Task goal:
Reproduce exactly, from the line containing "error text that", every line down to the end of the data below.

Material shown:
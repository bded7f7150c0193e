use std::sync::OnceLock;
use std::time::Duration;

use regex::Regex;

/// Maximum retry attempts after an initial request attempt.
pub const MAX_RETRIES: u32 = 3;
/// Base delay before the first retry.
pub const BASE_DELAY_MS: u64 = 500;

fn retryable_text_regex() -> Option<&'static Regex> {
    static CACHED: OnceLock<Option<Regex>> = OnceLock::new();
    CACHED
        .get_or_init(|| {
            Regex::new(r"(?i)rate.?limit|overloaded|service.?unavailable|connection.?(refused|reset)")
                .ok()
        })
        .as_ref()
}

/// Retry policy for idempotent requests: transient statuses, or error text that
/// names a transient condition.
pub fn is_retryable_http_error(status: u16, error_text: &str) -> bool {
    matches!(status, 429 | 500 | 502 | 503 | 504)
        || retryable_text_regex().is_some_and(|regex| regex.is_match(error_text))
}

/// Exponential backoff delay for a retry attempt.
pub fn retry_delay(attempt: u32) -> Duration {
    let exponent = attempt.min(30);
    Duration::from_millis(BASE_DELAY_MS.saturating_mul(2u64.saturating_pow(exponent)))
}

Answer box:
/// Retry policy for idempotent requests: transient statuses, or error text that
/// names a transient condition.
pub fn is_retryable_http_error(status: u16, error_text: &str) -> bool {
    matches!(status, 429 | 500 | 502 | 503 | 504)
        || retryable_text_regex().is_some_and(|regex| regex.is_match(error_text))
}

/// Exponential backoff delay for a retry attempt.
pub fn retry_delay(attempt: u32) -> Duration {
    let exponent = attempt.min(30);
    Duration::from_millis(BASE_DELAY_MS.saturating_mul(2u64.saturating_pow(exponent)))
}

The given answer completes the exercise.